▶ [Aim of the exercise] When the word "match" shows up in a line of the records below, copy that line.

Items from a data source
//! Error handling for the pharmacy ledger server
//!
//! Provides consistent error responses in Chinese and English. The `error`
//! field carries the Chinese message the desktop client shows verbatim.

use axum::{
    extract::rejection::{JsonRejection, PathRejection, QueryRejection},
    http::StatusCode,
    response::{IntoResponse, Response},
    Json,
};
use serde::Serialize;
use shared::LedgerError;
use thiserror::Error;

/// Application error types
#[derive(Error, Debug)]
pub enum AppError {
    // Authentication errors
    #[error("Invalid credentials")]
    InvalidCredentials,

    #[error("Token expired")]
    TokenExpired,

    #[error("Invalid token")]
    InvalidToken,

    #[error("Insufficient permissions")]
    InsufficientPermissions,

    #[error("Unauthorized: {message}")]
    Unauthorized {
        message: String,
        message_zh: String,
    },

    // Validation errors
    #[error("Validation error: {message}")]
    Validation {
        field: String,
        message: String,
        message_zh: String,
    },

    #[error("Validation error: {0}")]
    ValidationError(String),

    #[error("Bad request: {0}")]
    BadRequest(String),

    #[error("Duplicate entry: {0}")]
    DuplicateEntry(String),

    #[error("Conflict: {message}")]
    Conflict {
        resource: String,
        message: String,
        message_zh: String,
    },

    #[error("Resource not found: {0}")]
    NotFound(String),

    // Ledger errors
    #[error("Insufficient stock: available {available}, requested {requested}")]
    InsufficientStock { available: i32, requested: i32 },

    // Database errors
    #[error("Database error: {0}")]
    DatabaseError(sqlx::Error),

    // Internal errors
    #[error("Internal server error: {0}")]
    Internal(String),

    #[error("Internal server error")]
    InternalError(#[from] anyhow::Error),
}

impl AppError {
    pub fn conflict(resource: &str, message: &str, message_zh: &str) -> Self {
        AppError::Conflict {
            resource: resource.to_string(),
            message: message.to_string(),
            message_zh: message_zh.to_string(),
        }
    }

    pub fn invalid(field: &str, message: &str, message_zh: &str) -> Self {
        AppError::Validation {
            field: field.to_string(),
            message: message.to_string(),
            message_zh: message_zh.to_string(),
        }
    }

    pub fn status(&self) -> StatusCode {
        match self {
            AppError::InvalidCredentials
            | AppError::TokenExpired
            | AppError::InvalidToken
            | AppError::Unauthorized { .. } => StatusCode::UNAUTHORIZED,
            AppError::InsufficientPermissions => StatusCode::FORBIDDEN,
            AppError::Validation { .. }
            | AppError::ValidationError(_)
            | AppError::BadRequest(_)
            | AppError::InsufficientStock { .. } => StatusCode::BAD_REQUEST,
            AppError::DuplicateEntry(_) | AppError::Conflict { .. } => StatusCode::CONFLICT,
            AppError::NotFound(_) => StatusCode::NOT_FOUND,
            AppError::DatabaseError(_) | AppError::Internal(_) | AppError::InternalError(_) => {
                StatusCode::INTERNAL_SERVER_ERROR
            }
        }
    }
}

impl From<sqlx::Error> for AppError {
    fn from(err: sqlx::Error) -> Self {
        if let Some(db_err) = err.as_database_error() {
            let constraint = db_err.constraint().unwrap_or("record").to_string();
            match db_err.code().as_deref() {
                Some("23505") => return AppError::DuplicateEntry(constraint),
                Some("23503") => {
                    return AppError::Conflict {
                        message: format!("Record is still referenced ({constraint})"),
                        message_zh: "该记录仍被其他数据引用".to_string(),
                        resource: constraint,
                    }
                }
                Some("23514") => {
                    return AppError::ValidationError(format!("Check constraint {constraint} failed"))
                }
                _ => {}
            }
        }
        AppError::DatabaseError(err)
    }
}

impl From<LedgerError> for AppError {
    fn from(err: LedgerError) -> Self {
        match err {
            LedgerError::Validation { field, message } => AppError::Validation {
                field: field.to_string(),
                message_zh: format!("参数错误: {message}"),
                message,
            },
            LedgerError::InsufficientStock {
                available,
                requested,
            } => AppError::InsufficientStock {
                available,
                requested,
            },
            LedgerError::Overflow => {
                AppError::ValidationError("stock quantity out of range".to_string())
            }
            LedgerError::AlreadyReturned { record } => AppError::invalid(
                "id",
                &format!("{record} has already been returned"),
                &format!("该{}已退货，不能再修改", record.label_zh()),
            ),
        }
    }
}

impl From<validator::ValidationErrors> for AppError {
    fn from(errors: validator::ValidationErrors) -> Self {
        let (field, message) = shared::summarize(&errors);
        AppError::Validation {
            message_zh: format!("参数错误: {message}"),
            field,
            message,
        }
    }
}

impl From<JsonRejection> for AppError {
    fn from(rejection: JsonRejection) -> Self {
        AppError::BadRequest(rejection.body_text())
    }
}

impl From<QueryRejection> for AppError {
    fn from(rejection: QueryRejection) -> Self {
        AppError::BadRequest(rejection.body_text())
    }
}

impl From<PathRejection> for AppError {
    fn from(rejection: PathRejection) -> Self {
        AppError::BadRequest(rejection.body_text())
    }
}

/// Error response structure
#[derive(Debug, Serialize)]
pub struct ErrorResponse {
    pub success: bool,
    /// User-facing message (Chinese)
    pub error: String,
    pub code: String,
    pub message_en: String,
    #[serde(skip_serializing_if = "Option::is_none")]
    pub field: Option<String>,
}

impl ErrorResponse {
    pub fn new(code: &str, message_en: impl Into<String>, message_zh: impl Into<String>) -> Self {
        Self {
            success: false,
            error: message_zh.into(),
            code: code.to_string(),
            message_en: message_en.into(),
            field: None,
        }
    }

    fn with_field(mut self, field: impl Into<String>) -> Self {
        self.field = Some(field.into());
        self
    }
}

impl AppError {
    pub fn to_response_body(&self) -> ErrorResponse {
        match self {
            AppError::InvalidCredentials => ErrorResponse::new(
                "INVALID_CREDENTIALS",
                "Invalid username or password",
                "用户名或密码错误",
            ),
            AppError::TokenExpired => {
                ErrorResponse::new("TOKEN_EXPIRED", "Token has expired", "登录已过期，请重新登录")
            }
            AppError::InvalidToken => {
                ErrorResponse::new("INVALID_TOKEN", "Invalid token", "无效的登录凭证")
            }
            AppError::InsufficientPermissions => ErrorResponse::new(
                "INSUFFICIENT_PERMISSIONS",
                "You do not have permission to perform this action",
                "权限不足，需要管理员权限",
            ),
            AppError::Unauthorized {
                message,
                message_zh,
            } => ErrorResponse::new("UNAUTHORIZED", message.clone(), message_zh.clone()),
            AppError::Validation {
                field,
                message,
                message_zh,
            } => ErrorResponse::new("VALIDATION_ERROR", message.clone(), message_zh.clone())
                .with_field(field.clone()),
            AppError::ValidationError(msg) => {
                ErrorResponse::new("VALIDATION_ERROR", msg.clone(), format!("参数错误: {msg}"))
            }
            AppError::BadRequest(msg) => {
                ErrorResponse::new("BAD_REQUEST", msg.clone(), format!("请求格式错误: {msg}"))
            }
            AppError::DuplicateEntry(field) => ErrorResponse::new(
                "DUPLICATE_ENTRY",
                format!("A record with this {field} already exists"),
                format!("数据重复: {field} 已存在"),
            )
            .with_field(field.clone()),
            AppError::Conflict {
                resource,
                message,
                message_zh,
            } => ErrorResponse::new("CONFLICT", message.clone(), message_zh.clone())
                .with_field(resource.clone()),
            AppError::NotFound(resource) => ErrorResponse::new(
                "NOT_FOUND",
                format!("{resource} not found"),
                format!("未找到{}", resource_zh(resource)),
            ),
            AppError::InsufficientStock {
                available,
                requested,
            } => ErrorResponse::new(
                "INSUFFICIENT_STOCK",
                format!("Insufficient stock: available {available}, requested {requested}"),
                format!("库存不足，当前库存: {available}，需要: {requested}"),
            ),
            AppError::DatabaseError(_) => ErrorResponse::new(
                "DATABASE_ERROR",
                "A database error occurred",
                "数据库错误，请稍后重试",
            ),
            AppError::Internal(msg) => {
                ErrorResponse::new("INTERNAL_ERROR", msg.clone(), "服务器内部错误")
            }
            AppError::InternalError(_) => ErrorResponse::new(
                "INTERNAL_ERROR",
                "An internal server error occurred",
                "服务器内部错误",
            ),
        }
    }
}

fn resource_zh(resource: &str) -> &str {
    match resource {
        "Medicine" => "药品",
        "Customer" => "客户",
        "Supplier" => "供应商",
        "User" => "用户",
        "Inbound record" => "入库记录",
        "Sale record" => "销售记录",
        other => other,
    }
}

impl IntoResponse for AppError {
    fn into_response(self) -> Response {
        let status = self.status();
        if status.is_server_error() {
            tracing::error!(error = ?self, "Request failed");
        } else {
            tracing::debug!(error = %self, "Request rejected");
        }

        (status, Json(self.to_response_body())).into_response()
    }
}

/// Result type alias for handlers
pub type AppResult<T> = Result<T, AppError>;

#[cfg(test)]
mod tests {
    use super::*;

    #[test]
    fn insufficient_stock_is_bad_request_with_chinese_message() {
        let err: AppError = LedgerError::InsufficientStock {
            available: 100,
            requested: 120,
        }
        .into();
        assert_eq!(err.status(), StatusCode::BAD_REQUEST);
        let body = err.to_response_body();
        assert!(!body.success);
        assert!(body.error.starts_with("库存不足"));
        assert_eq!(body.code, "INSUFFICIENT_STOCK");
    }

    #[test]
    fn ledger_validation_keeps_field() {
        let err: AppError = LedgerError::Validation {
            field: "reason",
            message: "reason is required".into(),
        }
        .into();
        assert_eq!(err.status(), StatusCode::BAD_REQUEST);
        assert_eq!(err.to_response_body().field.as_deref(), Some("reason"));
    }

    #[test]
    fn returned_record_is_bad_request() {
        let err: AppError = LedgerError::AlreadyReturned {
            record: shared::RecordKind::Sale,
        }
        .into();
        assert_eq!(err.status(), StatusCode::BAD_REQUEST);
        assert_eq!(err.to_response_body().error, "该销售记录已退货，不能再修改");
    }

    #[test]
    fn status_codes() {
        assert_eq!(AppError::NotFound("Medicine".into()).status(), StatusCode::NOT_FOUND);
        assert_eq!(AppError::TokenExpired.status(), StatusCode::UNAUTHORIZED);
        assert_eq!(AppError::InsufficientPermissions.status(), StatusCode::FORBIDDEN);
        assert_eq!(AppError::DuplicateEntry("code".into()).status(), StatusCode::CONFLICT);
        assert_eq!(
            AppError::from(sqlx::Error::RowNotFound).status(),
            StatusCode::INTERNAL_SERVER_ERROR
        );
    }

    #[test]
    fn not_found_names_resource_in_chinese() {
        let body = AppError::NotFound("Sale record".into()).to_response_body();
        assert_eq!(body.error, "未找到销售记录");
        assert_eq!(body.message_en, "Sale record not found");
    }

    #[test]
    fn error_body_serializes_flat() {
        let json = serde_json::to_value(AppError::InvalidCredentials.to_response_body()).unwrap();
        assert_eq!(json["success"], false);
        assert_eq!(json["code"], "INVALID_CREDENTIALS");
        assert!(json.get("field").is_none());
    }
}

▶ [Response below]
        match self {
            match db_err.code().as_deref() {
        match err {
        match self {
    match resource {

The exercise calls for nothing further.